Sex in space will doubtless become a natural part of life at a lunar or Mars base some day, but for the time being, NASA opts to steer clear of any official comments on intimate relations among the stars. Its code of conduct calls for "relationships of trust" and "professional standards" to be maintained at all times by space crews.
“Officially, no sex has occurred in space. That said, this is likely to change - and for many reasons, must change - as we expand into the cosmos for ever longer periods of time,” Simon Dubé, a sex researcher at the Kinsey Institute told The Daily Beast.
There is a good reason NASA would want to prevent astronauts from engaging in some celestial hanky panky, Dr Haig Aintablian, a space medicine physician at the University of California at Los Angeles, added.
NASA would surely want to rule out any possibility of a pregnancy in space, as it is not yet known how safe it might be for a pregnant woman to live and work in those conditions, Dr Jennifer Fogarty, assistant professor at Baylor College of Medicine’s Center for Space Medicine, says.
To date, there has been “limited success” in space experiments where invertebrates and insects have conceived offspring in conditions of microgravity.
“Anatomically and biologically, there are no known impediments to human conception in space. However, there are serious concerns that radiation and microgravity could cause negative effects for a fetus, birth defects, or loss of life,” Fogarty said.
One thing the experts agree upon is that sexual activity, whether for procreation or gratifying the libido in the “hostile and volatile environment that is space” needs to be studied if humanity is seriously pondering life beyond Earth.
For example, billionaire SpaceX chief executive Elon Musk's exit plan envisages a million people on Mars (via SpaceX rockets) by 2050.

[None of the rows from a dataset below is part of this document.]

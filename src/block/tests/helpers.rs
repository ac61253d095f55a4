#![cfg(test)]

use std::cmp::Ordering;
use std::sync::Arc;

use crate::block::{Block, BlockBuilder, BlockIter};

/// Plain bytewise ordering, used by meta-style blocks in tests.
pub fn bytewise(a: &[u8], b: &[u8]) -> Ordering {
    a.cmp(b)
}

/// Builds a block from sorted `(key, value)` pairs.
pub fn build_block(restart_interval: usize, entries: &[(&[u8], &[u8])]) -> Arc<Block> {
    let mut builder = BlockBuilder::new(restart_interval);
    for (k, v) in entries {
        builder.add(k, v);
    }
    Arc::new(Block::new(builder.finish().to_vec()).unwrap())
}

/// Collects every `(key, value)` by forward iteration.
pub fn collect_forward(block: &Arc<Block>) -> Vec<(Vec<u8>, Vec<u8>)> {
    let mut iter = BlockIter::new(Arc::clone(block), bytewise);
    let mut out = Vec::new();
    iter.seek_to_first();
    while iter.valid() {
        out.push((iter.key().to_vec(), iter.value().to_vec()));
        iter.next();
    }
    iter.status().unwrap();
    out
}
pub mod helpers;
mod tests_corruption;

"We need to know more about sexuality in space if we are serious about long-duration space flights. Sexuality is very possibly going to be a part of that," Paul Root Wolpe, formerly a senior bioethicist at NASA, told DW.
Cosmic Sex Drive Conundrum
Space sex would certainly be a challenge, physicist and astronomer John Millis, speculated.

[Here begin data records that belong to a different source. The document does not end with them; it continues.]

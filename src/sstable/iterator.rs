//! Two-level table iteration.
//!
//! [`TableIter`] drives a cursor over the index block; each index entry
//! names the last key of one data block and carries its handle.  The
//! data block under the cursor is read (and decompressed) lazily, and
//! iteration hops blocks in either direction.
//!
//! Errors — block corruption, checksum mismatch, decompression failure —
//! park the iterator: `valid()` turns false and the error waits in
//! [`take_status`](TableIter::take_status).

use std::sync::Arc;

use crate::block::{Block, BlockIter};
use crate::keys::compare_internal;

use super::{BlockHandle, Table, TableError};

/// Iterator over every entry of a table, in internal-key order.
pub struct TableIter<'a> {
    table: &'a Table,

    /// Cursor over the index block.
    index_iter: BlockIter,

    /// Cursor over the data block the index cursor points at.
    data_iter: Option<BlockIter>,

    /// First error encountered; parks the iterator permanently.
    status: Option<TableError>,
}

impl<'a> TableIter<'a> {
    pub(crate) fn new(table: &'a Table, index: Arc<Block>) -> Self {
        Self {
            table,
            index_iter: BlockIter::new(index, compare_internal),
            data_iter: None,
            status: None,
        }
    }

    /// True when positioned on an entry.
    pub fn valid(&self) -> bool {
        self.status.is_none() && self.data_iter.as_ref().is_some_and(|d| d.valid())
    }

    /// Takes the captured error, if any.
    pub fn take_status(&mut self) -> Result<(), TableError> {
        match self.status.take() {
            Some(e) => Err(e),
            None => Ok(()),
        }
    }

    /// Current internal key.
    ///
    /// # Panics
    ///
    /// Must only be called while `valid()`.
    pub fn key(&self) -> &[u8] {
        self.data_iter.as_ref().expect("valid iterator").key()
    }

    /// Current value.
    ///
    /// # Panics
    ///
    /// Must only be called while `valid()`.
    pub fn value(&self) -> &[u8] {
        self.data_iter.as_ref().expect("valid iterator").value()
    }

    // --------------------------------------------------------------------
    // Positioning
    // --------------------------------------------------------------------

    /// Positions at the table's first entry.
    pub fn seek_to_first(&mut self) {
        if self.status.is_some() {
            return;
        }
        self.index_iter.seek_to_first();
        self.load_data_block();
        if let Some(d) = &mut self.data_iter {
            d.seek_to_first();
        }
        self.skip_empty_blocks_forward();
    }

    /// Positions at the table's last entry.
    pub fn seek_to_last(&mut self) {
        if self.status.is_some() {
            return;
        }
        self.index_iter.seek_to_last();
        self.load_data_block();
        if let Some(d) = &mut self.data_iter {
            d.seek_to_last();
        }
        self.skip_empty_blocks_backward();
    }

    /// Positions at the first entry whose internal key is `>= target`.
    pub fn seek(&mut self, target: &[u8]) {
        if self.status.is_some() {
            return;
        }
        self.index_iter.seek(target);
        self.load_data_block();
        if let Some(d) = &mut self.data_iter {
            d.seek(target);
        }
        self.skip_empty_blocks_forward();
    }

    /// Advances one entry, hopping to the next block as needed.
    pub fn next(&mut self) {
        debug_assert!(self.valid(), "next() on invalid iterator");
        if let Some(d) = &mut self.data_iter {
            d.next();
        }
        self.skip_empty_blocks_forward();
    }

    /// Steps back one entry, hopping to the previous block as needed.
    pub fn prev(&mut self) {
        debug_assert!(self.valid(), "prev() on invalid iterator");
        if let Some(d) = &mut self.data_iter {
            d.prev();
        }
        self.skip_empty_blocks_backward();
    }

    // --------------------------------------------------------------------
    // Block hopping
    // --------------------------------------------------------------------

    /// Reads the data block under the index cursor into `data_iter`.
    fn load_data_block(&mut self) {
        self.capture_block_status();
        if self.status.is_some() || !self.index_iter.valid() {
            self.data_iter = None;
            return;
        }

        let handle = match BlockHandle::decode_from(self.index_iter.value()) {
            Ok((h, _)) => h,
            Err(e) => {
                self.status = Some(e);
                self.data_iter = None;
                return;
            }
        };
        match self
            .table
            .read_block(handle)
            .and_then(|data| Block::new(data).map_err(TableError::from))
        {
            Ok(block) => {
                self.data_iter = Some(BlockIter::new(Arc::new(block), compare_internal));
            }
            Err(e) => {
                self.status = Some(e);
                self.data_iter = None;
            }
        }
    }

    /// While the data cursor is exhausted, move to the next block.
    fn skip_empty_blocks_forward(&mut self) {
        loop {
            self.capture_block_status();
            if self.status.is_some() || self.valid() || self.data_iter.is_none() {
                return;
            }
            if !self.index_iter.valid() {
                self.data_iter = None;
                return;
            }
            self.index_iter.next();
            if !self.index_iter.valid() {
                self.capture_block_status();
                self.data_iter = None;
                return;
            }
            self.load_data_block();
            if let Some(d) = &mut self.data_iter {
                d.seek_to_first();
            }
        }
    }

    /// While the data cursor is exhausted, move to the previous block.
    fn skip_empty_blocks_backward(&mut self) {
        loop {
            self.capture_block_status();
            if self.status.is_some() || self.valid() || self.data_iter.is_none() {
                return;
            }
            if !self.index_iter.valid() {
                self.data_iter = None;
                return;
            }
            self.index_iter.prev();
            if !self.index_iter.valid() {
                self.capture_block_status();
                self.data_iter = None;
                return;
            }
            self.load_data_block();
            if let Some(d) = &mut self.data_iter {
                d.seek_to_last();
            }
        }
    }

    /// Promotes block-iterator corruption into the table-level status.
    fn capture_block_status(&mut self) {
        if self.status.is_some() {
            return;
        }
        if let Err(e) = self.index_iter.status() {
            self.status = Some(e.into());
            return;
        }
        if let Some(d) = &self.data_iter {
            if let Err(e) = d.status() {
                self.status = Some(e.into());
            }
        }
    }
}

"Every push or thrust will propel the astronaut in the opposite direction. Astronauts would have to be properly anchored, not only to the space station itself, but also to each other. This makes the mechanics of the sex act difficult and probably somewhat awkward," he told BuzzFeed.
The existing knowledge of sex drive itself also remains fuzzy, as microgravity causes blood flow to reverse its course and move upwards, towards the head and chest, instead of circulating in the lower half of the body.
Amid persistent speculation on whether conditions in space prevented men from getting erections, Saralyn Mark, former senior medical adviser to NASA, was cited as saying:
"Yes, microgravity does not affect that path."
Maria Santaguida, a PhD candidate in psychology at Concordia University in Montreal, recalled:
“Former NASA astronaut Mike Mullane has gone on record saying that, during missions, he would wake up to erections that could have ‘drilled through kryptonite'."
Ron Garan, an American astronaut who went to space twice, revealed, when asked to weigh in on this subject in an Ask Me Anything Reddit thread, "I know of nothing that happens to the human body on Earth that can't happen in space."